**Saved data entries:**
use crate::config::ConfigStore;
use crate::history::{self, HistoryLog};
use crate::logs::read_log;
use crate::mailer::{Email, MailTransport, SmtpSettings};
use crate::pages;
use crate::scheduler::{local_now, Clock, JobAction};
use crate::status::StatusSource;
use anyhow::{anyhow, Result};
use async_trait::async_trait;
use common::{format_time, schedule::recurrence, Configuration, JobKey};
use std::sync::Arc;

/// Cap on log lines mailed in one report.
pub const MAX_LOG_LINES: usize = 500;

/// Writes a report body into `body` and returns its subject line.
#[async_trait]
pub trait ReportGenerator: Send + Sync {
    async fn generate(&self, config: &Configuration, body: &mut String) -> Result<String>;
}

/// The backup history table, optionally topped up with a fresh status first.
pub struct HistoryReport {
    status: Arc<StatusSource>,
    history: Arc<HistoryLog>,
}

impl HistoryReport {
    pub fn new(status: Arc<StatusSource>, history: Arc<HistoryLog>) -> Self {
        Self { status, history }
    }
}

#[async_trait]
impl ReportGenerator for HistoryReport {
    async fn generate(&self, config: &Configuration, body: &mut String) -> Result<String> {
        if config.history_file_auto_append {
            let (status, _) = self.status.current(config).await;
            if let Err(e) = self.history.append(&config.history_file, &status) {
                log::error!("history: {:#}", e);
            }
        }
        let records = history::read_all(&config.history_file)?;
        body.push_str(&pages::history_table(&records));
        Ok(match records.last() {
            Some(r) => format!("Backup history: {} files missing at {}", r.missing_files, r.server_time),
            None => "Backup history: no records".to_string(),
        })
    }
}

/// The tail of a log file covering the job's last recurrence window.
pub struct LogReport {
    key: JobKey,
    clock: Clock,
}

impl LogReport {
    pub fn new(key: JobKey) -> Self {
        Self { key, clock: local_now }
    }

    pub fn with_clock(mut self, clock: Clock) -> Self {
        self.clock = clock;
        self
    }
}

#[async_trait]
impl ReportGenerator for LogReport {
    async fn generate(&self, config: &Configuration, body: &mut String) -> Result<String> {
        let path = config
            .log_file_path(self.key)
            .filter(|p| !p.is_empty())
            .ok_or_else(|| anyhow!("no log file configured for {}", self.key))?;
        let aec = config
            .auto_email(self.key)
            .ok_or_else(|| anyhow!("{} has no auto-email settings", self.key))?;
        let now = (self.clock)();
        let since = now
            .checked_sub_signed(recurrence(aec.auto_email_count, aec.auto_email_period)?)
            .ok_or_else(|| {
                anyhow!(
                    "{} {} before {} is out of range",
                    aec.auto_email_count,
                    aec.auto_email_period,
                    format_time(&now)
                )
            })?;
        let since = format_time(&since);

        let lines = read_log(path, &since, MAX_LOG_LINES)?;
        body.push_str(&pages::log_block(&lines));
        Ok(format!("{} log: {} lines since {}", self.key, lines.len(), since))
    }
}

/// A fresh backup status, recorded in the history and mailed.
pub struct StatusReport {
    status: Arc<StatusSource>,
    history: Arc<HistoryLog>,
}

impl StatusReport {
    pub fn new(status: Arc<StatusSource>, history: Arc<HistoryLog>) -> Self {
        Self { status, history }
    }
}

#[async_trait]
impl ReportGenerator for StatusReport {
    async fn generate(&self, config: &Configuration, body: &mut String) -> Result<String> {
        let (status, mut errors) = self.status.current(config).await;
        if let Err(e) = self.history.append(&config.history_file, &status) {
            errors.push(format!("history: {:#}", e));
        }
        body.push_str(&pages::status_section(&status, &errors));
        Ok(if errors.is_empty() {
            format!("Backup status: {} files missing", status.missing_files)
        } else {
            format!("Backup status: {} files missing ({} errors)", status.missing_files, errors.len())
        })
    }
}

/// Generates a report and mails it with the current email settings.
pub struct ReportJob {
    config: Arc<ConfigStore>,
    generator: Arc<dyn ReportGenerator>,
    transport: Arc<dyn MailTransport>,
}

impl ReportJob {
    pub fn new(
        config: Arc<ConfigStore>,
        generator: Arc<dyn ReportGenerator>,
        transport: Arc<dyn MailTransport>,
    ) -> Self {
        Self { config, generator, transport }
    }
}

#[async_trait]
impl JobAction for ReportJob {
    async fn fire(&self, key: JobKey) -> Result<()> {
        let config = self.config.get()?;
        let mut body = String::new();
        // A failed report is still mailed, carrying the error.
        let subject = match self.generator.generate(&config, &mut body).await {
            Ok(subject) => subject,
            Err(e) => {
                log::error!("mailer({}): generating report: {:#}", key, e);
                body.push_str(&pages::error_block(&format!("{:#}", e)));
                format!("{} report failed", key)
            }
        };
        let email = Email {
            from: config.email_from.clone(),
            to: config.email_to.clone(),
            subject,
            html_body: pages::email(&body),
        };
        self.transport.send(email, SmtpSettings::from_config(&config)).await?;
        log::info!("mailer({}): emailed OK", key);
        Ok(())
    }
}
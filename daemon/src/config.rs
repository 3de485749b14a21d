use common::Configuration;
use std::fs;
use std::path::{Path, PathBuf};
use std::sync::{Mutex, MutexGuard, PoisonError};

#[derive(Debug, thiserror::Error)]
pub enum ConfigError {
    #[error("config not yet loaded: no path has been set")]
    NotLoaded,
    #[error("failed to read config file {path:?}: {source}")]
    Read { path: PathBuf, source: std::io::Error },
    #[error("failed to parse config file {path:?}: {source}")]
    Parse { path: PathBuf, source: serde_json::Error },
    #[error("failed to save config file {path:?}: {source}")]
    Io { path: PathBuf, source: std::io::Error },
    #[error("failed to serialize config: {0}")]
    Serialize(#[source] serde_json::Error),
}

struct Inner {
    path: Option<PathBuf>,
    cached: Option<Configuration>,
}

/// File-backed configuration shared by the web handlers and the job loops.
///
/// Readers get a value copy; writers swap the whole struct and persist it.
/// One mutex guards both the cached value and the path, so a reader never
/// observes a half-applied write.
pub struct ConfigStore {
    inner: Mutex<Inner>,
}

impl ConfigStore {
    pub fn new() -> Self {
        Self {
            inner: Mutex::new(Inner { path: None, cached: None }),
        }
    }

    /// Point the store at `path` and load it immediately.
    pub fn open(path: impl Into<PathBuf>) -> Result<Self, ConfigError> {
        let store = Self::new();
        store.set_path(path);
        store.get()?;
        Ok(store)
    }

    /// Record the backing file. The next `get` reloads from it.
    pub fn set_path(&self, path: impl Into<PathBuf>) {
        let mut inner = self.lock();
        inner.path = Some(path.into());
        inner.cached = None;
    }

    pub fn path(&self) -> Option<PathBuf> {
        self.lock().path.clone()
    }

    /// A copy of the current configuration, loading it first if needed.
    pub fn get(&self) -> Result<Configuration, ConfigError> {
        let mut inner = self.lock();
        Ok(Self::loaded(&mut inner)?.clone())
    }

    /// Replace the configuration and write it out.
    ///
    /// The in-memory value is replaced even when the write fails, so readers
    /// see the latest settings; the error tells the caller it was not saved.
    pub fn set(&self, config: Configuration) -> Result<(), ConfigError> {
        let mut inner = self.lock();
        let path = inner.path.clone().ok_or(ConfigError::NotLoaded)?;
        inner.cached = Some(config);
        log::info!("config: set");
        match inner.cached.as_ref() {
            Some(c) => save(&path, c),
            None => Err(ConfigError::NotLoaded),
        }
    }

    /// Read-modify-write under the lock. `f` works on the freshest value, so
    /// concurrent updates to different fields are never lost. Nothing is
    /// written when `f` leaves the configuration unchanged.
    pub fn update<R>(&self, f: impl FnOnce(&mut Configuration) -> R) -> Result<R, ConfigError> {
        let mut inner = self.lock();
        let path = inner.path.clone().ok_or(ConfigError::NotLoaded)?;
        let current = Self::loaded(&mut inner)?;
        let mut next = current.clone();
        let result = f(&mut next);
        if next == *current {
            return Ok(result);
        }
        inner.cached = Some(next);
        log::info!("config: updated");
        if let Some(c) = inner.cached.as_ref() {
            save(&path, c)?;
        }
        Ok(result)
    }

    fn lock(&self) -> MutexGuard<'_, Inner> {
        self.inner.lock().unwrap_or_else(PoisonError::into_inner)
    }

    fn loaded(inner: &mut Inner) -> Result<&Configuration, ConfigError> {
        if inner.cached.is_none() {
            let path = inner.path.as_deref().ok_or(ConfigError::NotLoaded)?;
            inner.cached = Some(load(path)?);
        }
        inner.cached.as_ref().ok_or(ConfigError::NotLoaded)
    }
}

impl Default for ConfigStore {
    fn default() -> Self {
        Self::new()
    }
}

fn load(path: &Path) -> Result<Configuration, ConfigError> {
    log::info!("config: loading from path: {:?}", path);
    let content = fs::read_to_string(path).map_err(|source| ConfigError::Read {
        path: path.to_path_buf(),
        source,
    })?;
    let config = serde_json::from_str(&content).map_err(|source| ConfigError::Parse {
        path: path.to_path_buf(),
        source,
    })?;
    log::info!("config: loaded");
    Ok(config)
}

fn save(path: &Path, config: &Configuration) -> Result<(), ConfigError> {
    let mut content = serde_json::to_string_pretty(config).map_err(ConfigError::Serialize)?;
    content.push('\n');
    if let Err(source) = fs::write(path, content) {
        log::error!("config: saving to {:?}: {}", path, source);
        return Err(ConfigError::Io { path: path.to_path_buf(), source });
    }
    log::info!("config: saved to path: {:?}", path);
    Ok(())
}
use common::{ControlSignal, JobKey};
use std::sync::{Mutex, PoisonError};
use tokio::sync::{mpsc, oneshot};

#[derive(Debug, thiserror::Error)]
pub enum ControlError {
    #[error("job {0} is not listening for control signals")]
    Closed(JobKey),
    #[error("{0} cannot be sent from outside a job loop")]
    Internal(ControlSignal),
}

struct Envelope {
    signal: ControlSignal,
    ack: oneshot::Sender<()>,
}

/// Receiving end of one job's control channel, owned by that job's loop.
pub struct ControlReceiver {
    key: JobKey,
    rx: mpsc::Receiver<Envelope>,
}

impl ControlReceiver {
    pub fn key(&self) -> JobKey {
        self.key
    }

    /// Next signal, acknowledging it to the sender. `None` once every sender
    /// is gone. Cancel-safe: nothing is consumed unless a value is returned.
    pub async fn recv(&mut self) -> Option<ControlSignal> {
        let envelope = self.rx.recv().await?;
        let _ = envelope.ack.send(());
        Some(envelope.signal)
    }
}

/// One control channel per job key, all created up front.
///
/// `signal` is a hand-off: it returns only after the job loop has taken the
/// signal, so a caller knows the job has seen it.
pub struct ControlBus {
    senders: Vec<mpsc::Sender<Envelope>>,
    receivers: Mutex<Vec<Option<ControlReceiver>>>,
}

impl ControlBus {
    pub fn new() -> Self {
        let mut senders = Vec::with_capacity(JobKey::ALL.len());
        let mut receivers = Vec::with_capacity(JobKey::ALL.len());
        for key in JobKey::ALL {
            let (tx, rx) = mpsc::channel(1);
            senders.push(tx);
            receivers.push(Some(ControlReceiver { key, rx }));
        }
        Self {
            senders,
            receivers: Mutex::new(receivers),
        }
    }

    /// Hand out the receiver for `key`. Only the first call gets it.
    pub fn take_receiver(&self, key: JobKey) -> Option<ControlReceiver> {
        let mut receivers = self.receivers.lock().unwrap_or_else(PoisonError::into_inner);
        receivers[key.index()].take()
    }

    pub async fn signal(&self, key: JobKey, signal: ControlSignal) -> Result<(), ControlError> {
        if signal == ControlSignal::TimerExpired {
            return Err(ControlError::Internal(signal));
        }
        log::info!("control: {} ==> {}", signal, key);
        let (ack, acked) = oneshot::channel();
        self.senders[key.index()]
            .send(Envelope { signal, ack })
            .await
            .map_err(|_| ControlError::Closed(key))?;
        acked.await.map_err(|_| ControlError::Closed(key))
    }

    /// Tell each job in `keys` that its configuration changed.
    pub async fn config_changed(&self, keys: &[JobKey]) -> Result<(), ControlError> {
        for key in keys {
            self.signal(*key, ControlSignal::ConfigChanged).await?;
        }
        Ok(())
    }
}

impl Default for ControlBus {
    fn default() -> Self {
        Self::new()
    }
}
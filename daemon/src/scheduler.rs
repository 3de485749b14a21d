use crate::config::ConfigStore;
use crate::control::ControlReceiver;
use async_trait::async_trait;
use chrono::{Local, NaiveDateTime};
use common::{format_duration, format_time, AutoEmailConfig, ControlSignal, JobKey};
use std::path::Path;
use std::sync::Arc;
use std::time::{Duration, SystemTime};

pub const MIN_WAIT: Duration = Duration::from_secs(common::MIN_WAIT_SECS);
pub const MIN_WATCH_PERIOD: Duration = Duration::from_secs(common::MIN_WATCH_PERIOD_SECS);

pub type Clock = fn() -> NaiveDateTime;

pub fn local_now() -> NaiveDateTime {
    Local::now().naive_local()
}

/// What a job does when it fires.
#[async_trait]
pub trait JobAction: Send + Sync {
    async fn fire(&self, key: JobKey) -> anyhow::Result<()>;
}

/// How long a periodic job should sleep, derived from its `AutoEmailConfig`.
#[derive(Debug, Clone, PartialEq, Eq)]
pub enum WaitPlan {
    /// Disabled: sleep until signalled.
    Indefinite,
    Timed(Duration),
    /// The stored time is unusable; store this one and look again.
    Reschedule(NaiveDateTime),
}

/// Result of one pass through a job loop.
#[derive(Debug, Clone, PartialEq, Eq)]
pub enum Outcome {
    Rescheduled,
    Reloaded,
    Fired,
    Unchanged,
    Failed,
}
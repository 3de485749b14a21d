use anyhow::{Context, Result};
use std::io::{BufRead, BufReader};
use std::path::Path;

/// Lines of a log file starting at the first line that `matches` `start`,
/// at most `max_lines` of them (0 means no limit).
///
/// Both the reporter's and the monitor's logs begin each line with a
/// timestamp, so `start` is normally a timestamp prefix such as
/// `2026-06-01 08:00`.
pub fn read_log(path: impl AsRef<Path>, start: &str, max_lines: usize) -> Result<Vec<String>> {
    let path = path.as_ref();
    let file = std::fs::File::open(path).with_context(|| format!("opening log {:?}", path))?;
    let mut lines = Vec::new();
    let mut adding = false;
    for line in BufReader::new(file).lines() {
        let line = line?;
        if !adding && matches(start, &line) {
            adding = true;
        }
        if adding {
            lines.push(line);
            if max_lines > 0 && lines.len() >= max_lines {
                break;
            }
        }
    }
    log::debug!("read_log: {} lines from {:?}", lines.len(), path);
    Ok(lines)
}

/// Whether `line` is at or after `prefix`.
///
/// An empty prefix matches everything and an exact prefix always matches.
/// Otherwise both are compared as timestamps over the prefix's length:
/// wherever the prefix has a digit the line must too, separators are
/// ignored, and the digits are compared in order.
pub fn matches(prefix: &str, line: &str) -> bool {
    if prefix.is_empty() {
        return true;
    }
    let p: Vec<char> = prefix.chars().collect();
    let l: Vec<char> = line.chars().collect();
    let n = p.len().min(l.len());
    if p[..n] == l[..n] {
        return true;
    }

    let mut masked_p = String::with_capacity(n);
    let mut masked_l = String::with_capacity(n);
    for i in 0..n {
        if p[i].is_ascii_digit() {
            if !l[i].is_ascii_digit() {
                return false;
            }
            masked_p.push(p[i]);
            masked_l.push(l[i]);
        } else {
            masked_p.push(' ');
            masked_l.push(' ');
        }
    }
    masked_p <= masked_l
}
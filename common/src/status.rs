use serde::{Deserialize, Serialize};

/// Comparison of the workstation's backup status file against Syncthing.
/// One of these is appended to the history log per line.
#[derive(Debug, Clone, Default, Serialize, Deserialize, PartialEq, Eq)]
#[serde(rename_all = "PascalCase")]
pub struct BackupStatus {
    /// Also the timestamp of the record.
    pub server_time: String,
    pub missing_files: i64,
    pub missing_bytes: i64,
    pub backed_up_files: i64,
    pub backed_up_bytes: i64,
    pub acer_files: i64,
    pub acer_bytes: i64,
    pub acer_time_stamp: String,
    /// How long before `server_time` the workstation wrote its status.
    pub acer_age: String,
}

**Work order:**
Search the lines above for the string "PoisonError" and copy each line that has it.

**Task result:**
use std::sync::{Mutex, MutexGuard, PoisonError};
        self.inner.lock().unwrap_or_else(PoisonError::into_inner)
use std::sync::{Mutex, PoisonError};
        let mut receivers = self.receivers.lock().unwrap_or_else(PoisonError::into_inner);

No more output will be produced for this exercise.